Salivary Gland Mucinous Adenocarcinoma With Minor (Mammary Analogue) Secretory and Low-Grade In Situ Carcinoma Components Sharing the Same ETV6-RET Translocation and With No Other Molecular Genetic Aberrations Detected on NGS Analysis
Abstrakt
In 2016, we published in this journal a hitherto undescribed composite salivary gland carcinoma arising in the left parotid gland in a 54-year-old woman. The tumor had a minor mammary analogue secretory carcinoma component (MASC), with a morphologically entirely different mucinous adenocarcinomatous component and a focal, morphologically nondescript, low-grade intraductal (in situ) component.

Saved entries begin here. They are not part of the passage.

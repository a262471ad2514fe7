//! Wizard Step Pages
//!
//! Binds each step record to `StepForm`, with the list editors it owns.

use leptos::prelude::*;
use leptos::task::spawn_local;

use crate::api::use_api;
use crate::components::{AccordionEditor, ItemExtra, StepErrors, StepForm, StepList};
use crate::context::use_app_context;
use crate::items::{
    Client, ExpertiseTopic, FaqEntry, Plan, PlanDetail, ProcessTopic, ResultItem, TeamMember,
    TermsEntry, Testimonial,
};
use crate::notify::use_notifier;
use crate::store::{store_set_highlight, use_app_store};
use crate::wizard::steps::*;

/// Page for the given step number
pub fn render_step(step: u8) -> AnyView {
    match step {
        1 => view! { <StepForm<IntroStep> /> }.into_any(),
        2 => view! { <StepForm<AboutUsStep> /> }.into_any(),
        3 => view! {
            <StepForm<TeamStep> lists=|| view! {
                <StepList<TeamStep, TeamMember>
                    list_key="teamMembers"
                    get=|s| &s.team_members
                    set=|s, v| s.team_members = v
                />
            } />
        }
        .into_any(),
        4 => view! {
            <StepForm<ExpertiseStep> lists=|| view! {
                <StepList<ExpertiseStep, ExpertiseTopic>
                    list_key="expertiseTopics"
                    get=|s| &s.expertise_topics
                    set=|s, v| s.expertise_topics = v
                />
            } />
        }
        .into_any(),
        5 => view! {
            <StepForm<ResultsStep> lists=|| view! {
                <StepList<ResultsStep, ResultItem> list_key="results" get=|s| &s.results set=|s, v| s.results = v />
            } />
        }
        .into_any(),
        6 => view! {
            <StepForm<ClientsStep> lists=|| view! {
                <StepList<ClientsStep, Client> list_key="clients" get=|s| &s.clients set=|s, v| s.clients = v />
            } />
        }
        .into_any(),
        7 => view! { <StepForm<CtaStep> /> }.into_any(),
        8 => view! {
            <StepForm<TestimonialsStep> lists=|| view! {
                <StepList<TestimonialsStep, Testimonial>
                    list_key="testimonials"
                    get=|s| &s.testimonials
                    set=|s, v| s.testimonials = v
                />
            } />
        }
        .into_any(),
        9 => view! {
            <StepForm<ProcessStep> lists=|| view! {
                <StepList<ProcessStep, ProcessTopic>
                    list_key="processSteps"
                    get=|s| &s.process_steps
                    set=|s, v| s.process_steps = v
                />
            } />
        }
        .into_any(),
        10 => view! { <StepForm<InvestmentStep> /> }.into_any(),
        11 => view! { <StepForm<DeliverablesStep> /> }.into_any(),
        12 => view! {
            <StepForm<PlansStep> lists=|| view! {
                <StepList<PlansStep, Plan>
                    list_key="plans"
                    get=|s| &s.plans
                    set=|s, v| s.plans = v
                    extra=Some(plan_details_editor())
                />
            } />
        }
        .into_any(),
        13 => view! {
            <StepForm<TermsStep> lists=|| view! {
                <StepList<TermsStep, TermsEntry> list_key="terms" get=|s| &s.terms set=|s, v| s.terms = v />
            } />
        }
        .into_any(),
        14 => view! {
            <StepForm<FaqStep> lists=|| view! {
                <StepList<FaqStep, FaqEntry> list_key="faq" get=|s| &s.faq set=|s, v| s.faq = v />
            } />
        }
        .into_any(),
        15 => view! { <StepForm<FinalMessageStep> /> }.into_any(),
        _ => view! { <AccessForm /> }.into_any(),
    }
}

/// Nested editor for the detail bullets of one plan. Its list lives inside
/// the plan, so reordering never touches other plans.
fn plan_details_editor() -> ItemExtra<Plan> {
    Callback::new(move |(plan, set_plan): (Signal<Plan>, Callback<Plan>)| {
        let errors = use_context::<StepErrors>().map(|e| e.0).unwrap_or_default();
        let ctx = use_app_context();
        let (plan_id, details) = plan.with_untracked(|p| (p.id.clone(), p.plan_details.clone()));
        let on_change = Callback::new(move |details: Vec<PlanDetail>| {
            let mut next = plan.get_untracked();
            next.plan_details = details;
            set_plan.run(next);
        });
        view! {
            <div class="plan-details">
                <h4>"Itens do plano"</h4>
                <AccordionEditor
                    items=details
                    on_change=on_change
                    list_key=format!("plans.{}.planDetails", plan_id)
                    errors=errors
                    disabled=ctx.editing_locked()
                />
            </div>
        }
        .into_any()
    })
}

/// Last step: validates, then persists the whole draft
#[component]
fn AccessForm() -> impl IntoView {
    let ctx = use_app_context();
    let api = use_api();
    let store = use_app_store();
    let notifier = use_notifier();
    let submit_error = RwSignal::new(None::<String>);

    let on_submit = Callback::new(move |access: AccessStep| {
        if ctx.wizard.with_untracked(|w| w.finishing) {
            return;
        }
        log::info!("[WIZARD] finishing \"{}\" for {}", access.project_name, access.client_name);
        let (form_data, template_type, project_id) = ctx.wizard.with_untracked(|w| {
            (w.form_data.clone(), w.template_type, w.current_project_id.clone())
        });
        // Earlier steps may have been skipped through the indicator
        if let Some(step) = form_data.first_invalid_step() {
            log::info!("[WIZARD] finish blocked by step {}", step);
            notifier.warn(format!(
                "A etapa {} ({}) tem campos inválidos. Corrija-a antes de finalizar.",
                step,
                STEP_TITLES[step as usize - 1]
            ));
            ctx.wizard.update(|w| w.go_to(step));
            return;
        }
        ctx.wizard.update(|w| w.begin_finish());
        submit_error.set(None);
        let api = api.clone();

        spawn_local(async move {
            match api.finish_project(&form_data, template_type, project_id.as_deref()).await {
                Ok(id) => {
                    log::info!("[WIZARD] finished project {}", id);
                    if let Some(previous) = &project_id {
                        api.invalidate_link(previous);
                    }
                    store_set_highlight(&store, Some(id));
                    ctx.wizard.update(|w| {
                        w.end_finish();
                        w.reset_form();
                        w.template_type = None;
                    });
                    notifier.success("Proposta salva com sucesso");
                    ctx.show_dashboard();
                    ctx.reload();
                }
                Err(err) => {
                    log::error!("[WIZARD] finish failed: {}", err);
                    ctx.wizard.update(|w| w.end_finish());
                    submit_error.set(Some(format!("Não foi possível salvar a proposta: {}", err)));
                }
            }
        });
    });

    view! { <StepForm<AccessStep> on_submit=on_submit submit_error=submit_error /> }
}
/*!
 * Import of plain video-site transcripts into subtitle entries.
 *
 * A transcript has one cue per line, `M:SS` followed by the caption text:
 *
 * ```text
 * 0:00 welcome back
 * 0:04 today we look at fractions
 * 1:12 let's start
 * ```
 *
 * Each cue is shown until the next cue's timestamp. The first cue is anchored
 * at 0:00 and the last one runs until the `99:99` end-of-track sentinel.
 */

use once_cell::sync::Lazy;
use regex::Regex;

use crate::errors::{ParseError, ParseErrorKind};
use crate::subtitle_processor::SubtitleEntry;

// @const: Transcript cue line, minutes of any width and two-digit seconds
static CUE_REGEX: Lazy<Regex> = Lazy::new(|| {
    Regex::new(r"^([0-9]+):([0-9]{2})(.*)$").unwrap()
});

/// End time of the last cue: 99 minutes 99 seconds
pub const FINAL_CUE_END_SECS: f64 = 99.0 * 60.0 + 99.0;

struct Cue {
    at: f64,
    text: String,
}

fn parse_cue(line: &str, line_number: usize) -> Result<Cue, ParseError> {
    let malformed = || ParseError {
        line: line_number,
        kind: ParseErrorKind::MalformedTranscriptLine(line.to_string()),
    };

    let caps = CUE_REGEX.captures(line).ok_or_else(malformed)?;
    let minutes: u64 = caps[1].parse().map_err(|_| malformed())?;
    let seconds: u64 = caps[2].parse().map_err(|_| malformed())?;
    let total = minutes
        .checked_mul(60)
        .and_then(|m| m.checked_add(seconds))
        .ok_or_else(malformed)?;

    Ok(Cue {
        at: total as f64,
        text: caps[3].trim().to_string(),
    })
}

/// Convert transcript text into sequentially numbered subtitle entries.
///
/// Blank lines are skipped; any other line that does not start with `M:SS`
/// is a `ParseError`.
pub fn parse_transcript(content: &str) -> Result<Vec<SubtitleEntry>, ParseError> {
    let mut cues = Vec::new();
    for (i, raw) in content.lines().enumerate() {
        let line = raw.trim_end();
        if line.is_empty() {
            continue;
        }
        cues.push(parse_cue(line, i + 1)?);
    }

    let mut entries = Vec::with_capacity(cues.len());
    let mut start = 0.0;
    for (i, cue) in cues.iter().enumerate() {
        let end = match cues.get(i + 1) {
            Some(next) => next.at,
            None => FINAL_CUE_END_SECS.max(start),
        };
        entries.push(SubtitleEntry::new(i + 1, start, end, vec![cue.text.clone()]));
        start = end;
    }

    Ok(entries)
}
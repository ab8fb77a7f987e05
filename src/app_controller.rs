use anyhow::{Result, Context};
use log::{info, debug};
use std::path::Path;

use crate::app_config::Config;
use crate::emitters::OutputMode;
use crate::errors::SubtitleError;
use crate::file_utils::FileManager;
use crate::subtitle_processor::{SubtitleCollection, SubtitleEntry};
use crate::timeline::{TimelineAdjustment, TimelineRepair};
use crate::transcript;

// @module: Application controller for subtitle conversion

/// What a finished run did
#[derive(Debug, Clone, Default, PartialEq)]
pub struct RunSummary {
    /// Entries written
    pub entries: usize,
    /// Overlaps repaired by shifting a start time
    pub overlaps_fixed: usize,
    /// Gaps closed by extending an end time
    pub gaps_filled: usize,
}

/// Runs one conversion: read, parse, repair, render, write
pub struct Controller {
    // @field: App configuration
    config: Config,
}

impl Controller {
    // @method: Create a new controller with the given configuration
    pub fn with_config(config: Config) -> Result<Self> {
        config.validate().context("Configuration validation failed")?;
        Ok(Self { config })
    }

    /// Convert subtitle text in memory according to the configuration
    pub fn convert_str(&self, content: &str) -> Result<(String, RunSummary), SubtitleError> {
        let entries = SubtitleCollection::parse_srt_string(content)?;
        self.convert_entries(entries)
    }

    // Repair and render an already parsed track
    fn convert_entries(&self, mut entries: Vec<SubtitleEntry>) -> Result<(String, RunSummary), SubtitleError> {
        let repair = TimelineRepair::new(self.config.tolerance_secs);
        let adjustments = repair.apply(self.config.timeline_policy, &mut entries)?;

        let output = self.config.output_mode.render(&entries)?;

        let summary = RunSummary {
            entries: entries.len(),
            overlaps_fixed: adjustments.iter()
                .filter(|a| matches!(a, TimelineAdjustment::OverlapShifted { .. }))
                .count(),
            gaps_filled: adjustments.iter()
                .filter(|a| matches!(a, TimelineAdjustment::GapFilled { .. }))
                .count(),
        };

        Ok((output, summary))
    }

    /// Convert `input_file` into `output_file`.
    ///
    /// The output file is only created once the whole result is rendered.
    pub fn run<P1: AsRef<Path>, P2: AsRef<Path>>(&self, input_file: P1, output_file: P2) -> Result<RunSummary> {
        let input_file = input_file.as_ref();
        let output_file = output_file.as_ref();

        debug!("infile: {}", input_file.display());
        debug!("outfile: {}", output_file.display());
        debug!("outtype: {}", self.config.output_mode);
        debug!("timeline: {}", self.config.timeline_policy);
        debug!("tolerance: {}", self.config.tolerance_secs);

        let collection = SubtitleCollection::from_file(input_file)?;
        debug!("Read {} entries from {}", collection.len(), collection.source_file.display());

        let (output, summary) = self.convert_entries(collection.entries)
            .with_context(|| format!("Failed to convert {}", input_file.display()))?;

        FileManager::write_atomic(output_file, &output)?;

        info!(
            "Wrote {} entries to {} ({} overlaps fixed, {} gaps filled)",
            summary.entries, output_file.display(), summary.overlaps_fixed, summary.gaps_filled
        );
        Ok(summary)
    }

    /// Convert a `M:SS text` transcript file into a subtitle track
    pub fn run_transcript<P1: AsRef<Path>, P2: AsRef<Path>>(&self, input_file: P1, output_file: P2) -> Result<RunSummary> {
        let input_file = input_file.as_ref();
        let output_file = output_file.as_ref();

        let content = FileManager::read_to_string(input_file)?;
        let (entries, output) = Self::transcript_to_srt(&content)
            .with_context(|| format!("Failed to convert transcript {}", input_file.display()))?;

        FileManager::write_atomic(output_file, &output)?;

        info!("Wrote {} entries to {}", entries, output_file.display());
        Ok(RunSummary { entries, ..RunSummary::default() })
    }

    /// Render transcript text as a subtitle track, returning the entry count and text
    pub fn transcript_to_srt(content: &str) -> Result<(usize, String), SubtitleError> {
        let entries = transcript::parse_transcript(content)?;
        let output = OutputMode::Concatenated.render(&entries)?;
        Ok((entries.len(), output))
    }
}
/*!
 * Timeline repair for parsed subtitle tracks.
 *
 * The `remove_gap` policy stretches each entry's end time to meet the next
 * entry's start, so captions stay on screen instead of flickering off between
 * chopped fragments. Small overlaps are repaired by pushing the *next* entry's
 * start forward; the current entry is never shortened.
 *
 * Each decision depends on the possibly adjusted end of the previous entry,
 * so the whole track is processed before anything is emitted.
 */

use log::{debug, warn};
use serde::{Deserialize, Serialize};

use crate::errors::TimelineError;
use crate::subtitle_processor::SubtitleEntry;
use crate::timecode::TimeRange;

/// Gaps and overlaps up to this many seconds count as "touching"
pub const DEFAULT_TOLERANCE_SECS: f64 = 0.02;

/// How the timeline is normalized before output
#[derive(Debug, Clone, Copy, PartialEq, Eq, Serialize, Deserialize, Default)]
#[serde(rename_all = "snake_case")]
pub enum TimelinePolicy {
    /// Pass times through unchanged
    #[default]
    None,
    /// Close gaps and repair small overlaps
    #[serde(alias = "rm_gap")]
    RemoveGap,
}

impl std::fmt::Display for TimelinePolicy {
    fn fmt(&self, f: &mut std::fmt::Formatter<'_>) -> std::fmt::Result {
        match self {
            Self::None => write!(f, "none"),
            Self::RemoveGap => write!(f, "remove_gap"),
        }
    }
}

/// One change made while repairing the timeline
#[derive(Debug, Clone, PartialEq)]
pub enum TimelineAdjustment {
    /// Entry `index` started before the previous entry ended; its start moved forward
    OverlapShifted {
        index: usize,
        from: f64,
        to: f64,
    },
    /// Entry `index` ended too early; its end moved forward to the next start
    GapFilled {
        index: usize,
        from: f64,
        to: f64,
    },
}

/// Applies a [`TimelinePolicy`] to an ordered track
#[derive(Debug, Clone, Copy)]
pub struct TimelineRepair {
    tolerance: f64,
}

impl Default for TimelineRepair {
    fn default() -> Self {
        Self::new(DEFAULT_TOLERANCE_SECS)
    }
}

impl TimelineRepair {
    pub fn new(tolerance: f64) -> Self {
        Self { tolerance }
    }

    /// Apply `policy` to `entries` in place.
    ///
    /// On error the entries are left untouched.
    pub fn apply(&self, policy: TimelinePolicy, entries: &mut [SubtitleEntry]) -> Result<Vec<TimelineAdjustment>, TimelineError> {
        match policy {
            TimelinePolicy::None => Ok(Vec::new()),
            TimelinePolicy::RemoveGap => {
                let mut ranges: Vec<TimeRange> = entries.iter().map(|e| e.time_range).collect();
                let indices: Vec<usize> = entries.iter().map(|e| e.index).collect();

                let adjustments = self.remove_gaps_indexed(&mut ranges, &indices)?;

                for (entry, range) in entries.iter_mut().zip(ranges) {
                    entry.time_range = range;
                }
                Ok(adjustments)
            }
        }
    }

    /// Run the gap removal over a bare list of ranges, numbered from 1.
    pub fn remove_gaps(&self, ranges: &mut [TimeRange]) -> Result<Vec<TimelineAdjustment>, TimelineError> {
        let indices: Vec<usize> = (1..=ranges.len()).collect();
        self.remove_gaps_indexed(ranges, &indices)
    }

    fn remove_gaps_indexed(&self, ranges: &mut [TimeRange], indices: &[usize]) -> Result<Vec<TimelineAdjustment>, TimelineError> {
        for (range, &index) in ranges.iter().zip(indices) {
            debug!("Parse time start: {} -> end: {}", range.start, range.end);
            if range.start > range.end {
                return Err(TimelineError::InvertedRange {
                    index,
                    start: range.start,
                    end: range.end,
                });
            }
        }

        let tolerance = self.tolerance;
        let mut adjustments = Vec::new();

        for i in 0..ranges.len().saturating_sub(1) {
            let end = ranges[i].end;
            let next = ranges[i + 1];

            if end > next.start {
                if end + tolerance < next.end {
                    let shifted = end + tolerance;
                    warn!(
                        "Inconsistency detected at entry {}, fixed locally by shifting start {} to {}",
                        indices[i + 1], next.start, shifted
                    );
                    ranges[i + 1].start = shifted;
                    adjustments.push(TimelineAdjustment::OverlapShifted {
                        index: indices[i + 1],
                        from: next.start,
                        to: shifted,
                    });
                } else {
                    return Err(TimelineError::UnresolvableOverlap {
                        index: indices[i],
                        next_index: indices[i + 1],
                        end,
                        next_start: next.start,
                        next_end: next.end,
                        tolerance,
                    });
                }
            } else if end < next.start - tolerance {
                debug!("Fill the gap {} to {}", end, next.start);
                ranges[i].end = next.start;
                adjustments.push(TimelineAdjustment::GapFilled {
                    index: indices[i],
                    from: end,
                    to: next.start,
                });
            }
        }

        Ok(adjustments)
    }
}
/*!
 * Integration tests for transcript import
 */

use std::fs;
use anyhow::Result;

use srtconv::app_config::Config;
use srtconv::emitters::OutputMode;
use srtconv::timeline::TimelinePolicy;
use srtconv::Controller;
use crate::common;

/// A transcript becomes a track that the converter accepts
#[test]
fn test_runTranscript_thenConvert_shouldRoundTripText() -> Result<()> {
    common::init_logging();
    let temp_dir = common::create_temp_dir()?;
    let input = common::create_test_file(temp_dir.path(), "talk.txt", "0:00 hello\n0:02 there\n\n0:10 bye\n")?;
    let srt = temp_dir.path().join("talk.srt");
    let txt = temp_dir.path().join("talk.out.txt");

    let summary = Controller::with_config(Config::default())?.run_transcript(&input, &srt)?;
    assert_eq!(summary.entries, 3);

    let converter = Controller::with_config(Config {
        output_mode: OutputMode::Text,
        timeline_policy: TimelinePolicy::RemoveGap,
        ..Config::default()
    })?;
    converter.run(&srt, &txt)?;

    assert_eq!(fs::read_to_string(&txt)?, "hello\n\nthere\n\nbye\n\n");
    Ok(())
}

/// Malformed transcript lines abort without output
#[test]
fn test_runTranscript_withMalformedLine_shouldNotCreateOutput() -> Result<()> {
    common::init_logging();
    let temp_dir = common::create_temp_dir()?;
    let input = common::create_test_file(temp_dir.path(), "talk.txt", "0:00 hello\nbroken\n")?;
    let srt = temp_dir.path().join("talk.srt");

    let err = Controller::with_config(Config::default())?.run_transcript(&input, &srt).unwrap_err();

    assert!(format!("{:#}", err).contains("line 2"));
    assert!(!srt.exists());
    Ok(())
}
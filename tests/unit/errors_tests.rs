/*!
 * Tests for error types and conversions
 */

use srtconv::errors::{
    EmptyInputError, FormatError, ParseError, ParseErrorKind, SubtitleError, TimelineError,
};

#[test]
fn test_formatError_shouldDisplayOffendingText() {
    let error = FormatError::new("12:3:45,000");
    assert!(error.to_string().contains("12:3:45,000"));
}

#[test]
fn test_parseError_indexMismatch_shouldDisplayLineExpectedAndFound() {
    let error = ParseError {
        line: 17,
        kind: ParseErrorKind::IndexMismatch { expected: 3, found: 5 },
    };
    let display = error.to_string();
    assert!(display.contains("line 17"));
    assert!(display.contains("expected 3"));
    assert!(display.contains("found 5"));
}

#[test]
fn test_timelineError_unresolvableOverlap_shouldDisplayIndicesAndTimes() {
    let error = TimelineError::UnresolvableOverlap {
        index: 4,
        next_index: 5,
        end: 10.0,
        next_start: 1.0,
        next_end: 1.01,
        tolerance: 0.02,
    };
    let display = error.to_string();
    assert!(display.contains("entries 4 and 5"));
    assert!(display.contains("1.01"));
    assert!(display.contains("0.02"));
}

#[test]
fn test_subtitleError_fromEachKind_shouldBeTransparent() {
    let error: SubtitleError = EmptyInputError.into();
    assert_eq!(error.to_string(), EmptyInputError.to_string());

    let error: SubtitleError = FormatError::new("x").into();
    assert!(matches!(error, SubtitleError::Format(_)));
}

#[test]
fn test_parseError_malformedTimeLine_shouldIncludeTimecodeDetail() {
    let error = ParseError {
        line: 2,
        kind: ParseErrorKind::MalformedTimeLine {
            line: "00:00:01,000 --> 00:61:00,000".to_string(),
            timecode: Some(FormatError::new("00:61:00,000")),
        },
    };
    let display = error.to_string();
    assert!(display.contains("line 2"));
    assert!(display.contains("Malformed timecode: '00:61:00,000'"));

    let error = ParseError {
        line: 2,
        kind: ParseErrorKind::MalformedTimeLine { line: "no arrow".to_string(), timecode: None },
    };
    assert!(error.to_string().ends_with("malformed time line 'no arrow'"));
}
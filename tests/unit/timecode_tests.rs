/*!
 * Tests for timecode conversion
 */

use srtconv::timecode::{format_timecode, parse_timecode, TimeRange};

#[test]
fn test_parseTimecode_withValidTimecode_shouldConvertToSeconds() {
    let secs = parse_timecode("00:02:33,974").unwrap();
    assert!((secs - 153.974).abs() < 1e-9);
}

#[test]
fn test_formatTimecode_withParsedValue_shouldReproduceInput() {
    for text in ["00:00:01,310", "00:00:05,490", "00:00:05,640", "01:23:45,678", "23:59:59,999"] {
        let secs = parse_timecode(text).unwrap();
        assert_eq!(format_timecode(secs), text);
    }
}

#[test]
fn test_formatTimecode_withEveryMillisecond_shouldRoundTrip() {
    for ms in 0..3000u32 {
        let text = format!("00:00:{:02},{:03}", ms / 1000, ms % 1000);
        assert_eq!(format_timecode(parse_timecode(&text).unwrap()), text);
    }
}

#[test]
fn test_parseTimecode_withMalformedText_shouldReturnFormatError() {
    let err = parse_timecode("0:00:01,000").unwrap_err();
    assert_eq!(err.text, "0:00:01,000");
    assert!(err.to_string().contains("0:00:01,000"));
}

#[test]
fn test_formatTimecode_withLargeHours_shouldZeroPad() {
    assert_eq!(format_timecode(3600.0 * 7.0 + 0.007), "07:00:00,007");
}

#[test]
fn test_timeRange_parseLine_withValidLine_shouldParseBothEnds() {
    let range = TimeRange::parse_line("00:00:01,310 --> 00:00:05,490").unwrap().unwrap();
    assert!((range.start - 1.31).abs() < 1e-9);
    assert!((range.end - 5.49).abs() < 1e-9);
    assert_eq!(range.to_string(), "00:00:01,310 --> 00:00:05,490");
}
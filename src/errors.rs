/*!
 * Error types for the srtconv application.
 *
 * Every failure is fatal: nothing here is retried or recovered internally.
 * Each error carries enough context (line number, entry index, offending
 * values) for the caller to fix the input.
 */

use thiserror::Error;

/// A timecode string that does not match `HH:MM:SS,mmm`
#[derive(Error, Debug, Clone, PartialEq)]
#[error("Malformed timecode: '{text}' (expected HH:MM:SS,mmm)")]
pub struct FormatError {
    /// The offending text
    pub text: String,
}

impl FormatError {
    pub fn new(text: impl Into<String>) -> Self {
        Self { text: text.into() }
    }
}

/// What went wrong at a given line of a subtitle or transcript file
#[derive(Error, Debug, Clone, PartialEq)]
pub enum ParseErrorKind {
    /// The index line is not an unsigned integer (also hit on doubled blank lines)
    #[error("expected an entry number, found '{0}'")]
    NotAnIndex(String),

    /// The index line is a number but not the next one in sequence
    #[error("unexpected entry number: expected {expected}, found {found}")]
    IndexMismatch {
        expected: usize,
        found: usize,
    },

    /// The line after the index is not `start --> end`, or one of its
    /// timecodes is invalid (`timecode` is then set)
    #[error(
        "malformed time line '{line}'{}",
        .timecode.as_ref().map(|e| format!(": {}", e)).unwrap_or_default()
    )]
    MalformedTimeLine {
        line: String,
        timecode: Option<FormatError>,
    },

    /// A transcript line that does not start with `M:SS`
    #[error("malformed transcript line '{0}'")]
    MalformedTranscriptLine(String),
}

/// Structural violation of the subtitle block grammar
#[derive(Error, Debug, Clone, PartialEq)]
#[error("Parse error at line {line}: {kind}")]
pub struct ParseError {
    /// 1-based line number in the input
    pub line: usize,
    pub kind: ParseErrorKind,
}

/// Timeline inconsistencies the repair engine refuses to paper over
#[derive(Error, Debug, Clone, PartialEq)]
pub enum TimelineError {
    /// A single entry ends before it starts
    #[error("Inconsistent time at entry {index}: start {start} > end {end}")]
    InvertedRange {
        index: usize,
        start: f64,
        end: f64,
    },

    /// The next entry starts before the current one ends, and shifting it
    /// past the current end would push it beyond its own end
    #[error(
        "Inconsistent timeline between entries {index} and {next_index}: \
         end {end} > next start {next_start}, but next end is {next_end}; \
         cannot be fixed within tolerance {tolerance}"
    )]
    UnresolvableOverlap {
        index: usize,
        next_index: usize,
        end: f64,
        next_start: f64,
        next_end: f64,
        tolerance: f64,
    },
}

/// Zero entries were available to emit
#[derive(Error, Debug, Clone, Copy, PartialEq, Eq)]
#[error("No parsed subtitle entries to output (empty or truncated input)")]
pub struct EmptyInputError;

/// Errors that can occur during subtitle processing
#[derive(Error, Debug, Clone, PartialEq)]
pub enum SubtitleError {
    #[error(transparent)]
    Format(#[from] FormatError),

    #[error(transparent)]
    Parse(#[from] ParseError),

    #[error(transparent)]
    Timeline(#[from] TimelineError),

    #[error(transparent)]
    EmptyInput(#[from] EmptyInputError),
}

On fluorescence in situ hybridization (FISH), w detected breaks in the ETV6 gene in all the 3 different components. However, RT-PCR failed to reveal an ETV6-NTRK3 fusion.
On immunohistochemistry, the entire conventional MASC and patchy mucinous adenocarcinoma tumor cells expressed mammaglobin, while the in situ component was negative. S-100 protein was only expressed by the MASC component.
Using the TruSight tumor 170 assay (Illumina, San Diego, CA) on the NextSEq. 500 sequencer (Illumina) following the usual manufacturer's protocols, we have subsequently further analyzed the in situ and invasive component (MASC mixed with mucinous adenocarcinoma components) separately. This molecular genetic study revealed the same ETV6-RET fusion (exon joining 6 to 12) in both samples.
No other molecular genetic aberrations were identified in the applied panel, which consists of 170 genes. The complete list of genes and mutations covered by this assay is shown in Supplemental Table 1.